Records drawn from a dataset
..............................
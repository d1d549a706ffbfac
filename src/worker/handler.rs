use chrono::Utc;
use lambda_runtime::{Error, LambdaEvent};
use serde_json::Value;
use tracing::{error, info, warn};

use super::pipeline::{PipelineOrchestrator, RunReport};
use crate::ai::SummaryClient;
use crate::core::config::AppConfig;
use crate::core::source::{ConfigSource, SsmConfigSource};
use crate::errors::FeedDigestError;
use crate::feed::FeedWindowFilter;
use crate::slack::WebhookSender;

/// Wire the production components from `config` and run one pass.
///
/// # Errors
///
/// Returns a fatal error when a client cannot be built or the feed cannot be
/// fetched.
pub async fn run_once(config: &AppConfig) -> Result<RunReport, FeedDigestError> {
    let source = FeedWindowFilter::new(config.utc_offset)?;
    let summarizer = SummaryClient::from_config(config)?;
    let notifier = WebhookSender::new(config.slack_webhook_url.clone())?;

    let mut orchestrator = PipelineOrchestrator::new(
        source,
        summarizer,
        notifier,
        config.feed_url.clone(),
        config.lookback,
    );
    let reference_now = Utc::now().with_timezone(&config.utc_offset);
    orchestrator.run(reference_now).await
}

/// Load configuration from `source` and run one pass.
///
/// # Errors
///
/// Returns configuration errors and fatal pipeline errors.
pub async fn run_with_source(source: &dyn ConfigSource) -> Result<RunReport, FeedDigestError> {
    let config = AppConfig::load(source).await?;
    run_once(&config).await
}

/// Lambda handler for the scheduled trigger. The event payload is ignored.
pub async fn function_handler(event: LambdaEvent<Value>) -> Result<(), Error> {
    info!("Scheduled invocation received: {:?}", event.payload);

    let source = SsmConfigSource::from_env().await;
    match run_with_source(&source).await {
        Ok(report) => {
            info!(
                "Pipeline report: {}",
                serde_json::to_string(&report).unwrap_or_else(|e| format!("<unserializable: {e}>"))
            );
            Ok(())
        }
        Err(e) => {
            if e.is_fatal() {
                error!("Pipeline run failed: {}", e);
            } else {
                warn!("Pipeline run stopped on a per-entry error: {}", e);
            }
            Err(Error::from(e))
        }
    }
}

pub use self::function_handler as handler;
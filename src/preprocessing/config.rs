//! Preprocessing configuration

use super::ImputeStrategy;
use serde::{Deserialize, Serialize};

/// Configuration for data preprocessing
#[derive(Debug, Clone, Serialize, Deserialize)]
#[serde(default)]
pub struct PreprocessingConfig {
    /// Strategy for handling missing numeric values
    pub numeric_impute_strategy: ImputeStrategy,

    /// Strategy for missing categorical values.
    /// `None` rejects nulls in categorical columns.
    pub categorical_impute_strategy: Option<ImputeStrategy>,

    /// Whether label codes are standardized along with the numeric columns
    pub scale_encoded: bool,

    /// Column held out of imputation and scaling.
    /// When unset every column is treated as a feature.
    pub target_column: Option<String>,
}

impl Default for PreprocessingConfig {
    fn default() -> Self {
        Self {
            numeric_impute_strategy: ImputeStrategy::Mean,
            categorical_impute_strategy: None,
            scale_encoded: true,
            target_column: None,
        }
    }
}

impl PreprocessingConfig {
    /// Create a new configuration with default values
    pub fn new() -> Self {
        Self::default()
    }

    /// Builder method to set numeric impute strategy
    pub fn with_numeric_impute(mut self, strategy: ImputeStrategy) -> Self {
        self.numeric_impute_strategy = strategy;
        self
    }

    /// Builder method to fill missing categorical values instead of failing
    pub fn with_categorical_impute(mut self, strategy: ImputeStrategy) -> Self {
        self.categorical_impute_strategy = Some(strategy);
        self
    }

    /// Builder method to keep label codes unscaled
    pub fn with_scale_encoded(mut self, scale_encoded: bool) -> Self {
        self.scale_encoded = scale_encoded;
        self
    }

    /// Builder method to set the target column
    pub fn with_target(mut self, target: impl Into<String>) -> Self {
        self.target_column = Some(target.into());
        self
    }
}

#[cfg(test)]
mod tests {
    use super::*;

    #[test]
    fn test_default_config() {
        let config = PreprocessingConfig::default();
        assert_eq!(config.numeric_impute_strategy, ImputeStrategy::Mean);
        assert!(config.categorical_impute_strategy.is_none());
        assert!(config.scale_encoded);
        assert!(config.target_column.is_none());
    }

    #[test]
    fn test_builder_pattern() {
        let config = PreprocessingConfig::new()
            .with_categorical_impute(ImputeStrategy::MostFrequent)
            .with_scale_encoded(false)
            .with_target("label");

        assert_eq!(config.categorical_impute_strategy, Some(ImputeStrategy::MostFrequent));
        assert!(!config.scale_encoded);
        assert_eq!(config.target_column.as_deref(), Some("label"));
    }

    #[test]
    fn test_partial_json_uses_defaults() {
        let config: PreprocessingConfig =
            serde_json::from_str(r#"{"target_column": "price"}"#).unwrap();
        assert_eq!(config.target_column.as_deref(), Some("price"));
        assert!(config.scale_encoded);
    }
}
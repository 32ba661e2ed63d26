//! Tabforge CLI Module
//!
//! Command-line interface for preprocessing, training, prediction and data
//! inspection over local CSV files.

use clap::{Parser, Subcommand};
use colored::*;
use polars::prelude::*;
use std::path::{Path, PathBuf};
use std::time::Instant;

use crate::export::ModelArtifact;
use crate::pipeline::{run_pipeline, PipelineConfig};
use crate::preprocessing::{DataPreprocessor, ImputeStrategy, PreprocessingConfig};
use crate::training::TaskType;
use crate::utils::{DataLoader, DataSaver};

// ─── Styling helpers ───────────────────────────────────────────────────────────

fn dim(s: &str) -> ColoredString   { s.truecolor(100, 100, 100) }
fn accent(s: &str) -> ColoredString { s.truecolor(120, 170, 255) }
fn muted(s: &str) -> ColoredString  { s.truecolor(140, 140, 140) }
fn ok(s: &str) -> ColoredString     { s.truecolor(100, 210, 120) }

fn step_run(msg: &str) {
    print!("  {} {}... ", accent("›"), msg);
}

fn step_done(detail: &str) {
    println!("{} {}", ok("done"), dim(detail));
}

fn section(title: &str) {
    println!();
    println!("  {}", title.white().bold());
    println!("  {}", dim(&"─".repeat(56)));
}

// ─── CLI definition ────────────────────────────────────────────────────────────

#[derive(Parser)]
#[command(name = "tabforge")]
#[command(version = env!("CARGO_PKG_VERSION"))]
#[command(about = "Tabular preprocessing and random forest training")]
#[command(long_about = None)]
pub struct Cli {
    #[command(subcommand)]
    pub command: Commands,
}

#[derive(Subcommand)]
pub enum Commands {
    /// Impute, label-encode and standardize a CSV file
    Preprocess {
        /// Input CSV file
        #[arg(short, long)]
        data: PathBuf,

        /// Output CSV file
        #[arg(short, long)]
        output: PathBuf,

        /// Column to leave out of imputation and scaling
        #[arg(short, long)]
        target: Option<String>,

        /// Fill missing categories with the most frequent value instead of failing
        #[arg(long)]
        fill_categories: bool,

        /// Keep label codes unscaled
        #[arg(long)]
        no_scale_encoded: bool,
    },

    /// Train a random forest and save it with its preprocessor
    Train {
        /// Input CSV file
        #[arg(short, long)]
        data: PathBuf,

        /// Target column name
        #[arg(short, long)]
        target: String,

        /// Task type (classification, regression)
        #[arg(long, default_value = "classification")]
        task: String,

        /// Seed of the train/test split
        #[arg(long)]
        seed: Option<u64>,

        /// Number of trees
        #[arg(long)]
        n_estimators: Option<usize>,

        /// Output model file (defaults to ../models/<task>_model.pkl)
        #[arg(short, long)]
        output: Option<PathBuf>,

        /// Pipeline configuration file (JSON); flags override its values
        #[arg(short, long)]
        config: Option<PathBuf>,
    },

    /// Make predictions using a trained model
    Predict {
        /// Trained model file
        #[arg(short, long)]
        model: PathBuf,

        /// Input CSV file
        #[arg(short, long)]
        data: PathBuf,

        /// Output CSV file (input columns plus a `prediction` column)
        #[arg(short, long)]
        output: Option<PathBuf>,
    },

    /// Show data information
    Info {
        /// Input CSV file
        #[arg(short, long)]
        data: PathBuf,
    },
}

// ─── Data loading ──────────────────────────────────────────────────────────────

pub fn load_data(path: &Path) -> anyhow::Result<DataFrame> {
    let ext = path.extension().and_then(|e| e.to_str()).unwrap_or("");
    if ext != "csv" {
        anyhow::bail!("Unsupported file format: {}", ext);
    }
    Ok(DataLoader::new().load_csv(path)?)
}

// ─── Commands ──────────────────────────────────────────────────────────────────

pub fn cmd_preprocess(
    data_path: &Path,
    output_path: &Path,
    target: Option<&str>,
    fill_categories: bool,
    no_scale_encoded: bool,
) -> anyhow::Result<()> {
    section("Preprocess");

    step_run("Loading data");
    let df = load_data(data_path)?;
    step_done(&format!("{} rows × {} cols", df.height(), df.width()));

    let mut config = PreprocessingConfig::default().with_scale_encoded(!no_scale_encoded);
    if let Some(target) = target {
        config = config.with_target(target);
    }
    if fill_categories {
        config = config.with_categorical_impute(ImputeStrategy::MostFrequent);
    }

    step_run("Processing");
    let start = Instant::now();
    let mut preprocessor = DataPreprocessor::with_config(config);
    let mut processed = preprocessor.fit_transform(&df)?;
    step_done(&format!("{:?}", start.elapsed()));

    step_run(&format!("Saving → {}", output_path.display()));
    DataSaver::save_csv(&mut processed, output_path)?;
    step_done(&format!("{} rows × {} cols", processed.height(), processed.width()));

    println!();
    Ok(())
}

#[allow(clippy::too_many_arguments)]
pub fn cmd_train(
    data_path: &Path,
    target: &str,
    task_type: &str,
    seed: Option<u64>,
    n_estimators: Option<usize>,
    output: Option<&Path>,
    config_path: Option<&Path>,
) -> anyhow::Result<()> {
    section("Train");

    let task: TaskType = task_type.parse()?;

    let mut config = match config_path {
        Some(path) => PipelineConfig::from_file(path)?,
        None => PipelineConfig::default(),
    };
    config.task = task;
    config.target_column = target.to_string();
    if let Some(seed) = seed {
        config.trainer.split_seed = Some(seed);
    }
    if let Some(n) = n_estimators {
        config.trainer.n_estimators = n;
    }
    if let Some(path) = output {
        config.trainer.model_path = Some(path.to_path_buf());
    }

    step_run("Loading data");
    let start = Instant::now();
    let df = load_data(data_path)?;
    step_done(&format!("{} rows × {} cols in {:?}", df.height(), df.width(), start.elapsed()));

    step_run(&format!("Training {}", task.to_string().cyan()));
    let start = Instant::now();
    let outcome = run_pipeline(&df, &config)?;
    step_done(&format!("{:?}", start.elapsed()));

    println!();
    if let Some(line) = outcome.metrics.headline_line() {
        println!("{}", line);
    }
    println!("  {:<16} {}", muted("Train rows"), outcome.metrics.n_train);
    println!("  {:<16} {}", muted("Test rows"), outcome.metrics.n_test);
    println!("  {:<16} {}", muted("Model"), outcome.model_path.display().to_string().white());
    println!();

    Ok(())
}

pub fn cmd_predict(
    model_path: &Path,
    data_path: &Path,
    output: Option<&Path>,
) -> anyhow::Result<()> {
    section("Predict");

    step_run("Loading model");
    let artifact = ModelArtifact::load(model_path)?;
    step_done(&format!("{} ({})", artifact.metadata.name, artifact.metadata.task));

    step_run("Loading data");
    let df = load_data(data_path)?;
    step_done(&format!("{} rows × {} cols", df.height(), df.width()));

    let labels = artifact.predict_labels(&df)?;

    match output {
        Some(path) => {
            let mut out = df.clone();
            out.with_column(Series::new("prediction".into(), labels))?;
            DataSaver::save_csv(&mut out, path)?;
            println!("  {} {}", ok("✓"), format!("Predictions → {}", path.display()));
        }
        None => {
            for label in &labels {
                println!("{}", label);
            }
        }
    }

    println!();
    Ok(())
}

pub fn cmd_info(data_path: &Path) -> anyhow::Result<()> {
    section("Data Info");

    let info = DataLoader::new().get_file_info(data_path)?;

    println!("  {:<12} {}", muted("File"), info.path);
    println!("  {:<12} {}", muted("Rows"), info.n_rows);
    println!("  {:<12} {}", muted("Columns"), info.n_cols);
    println!("  {:<12} {:.2} KB", muted("Size"), info.file_size as f64 / 1024.0);
    println!();

    println!("  {:<20} {:<12} {:>6}", muted("Column"), muted("Type"), muted("Nulls"));
    println!("  {}", dim(&"─".repeat(40)));

    for col in &info.columns {
        println!(
            "  {:<20} {:<12} {:>6}",
            col.name,
            col.dtype.truecolor(140, 140, 140),
            col.null_count
        );
    }

    println!();
    Ok(())
}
..............................
=== Your goal ===
Across the entries, how many lines hold the word "accent"? Say only the number.

=== Answer section ===
2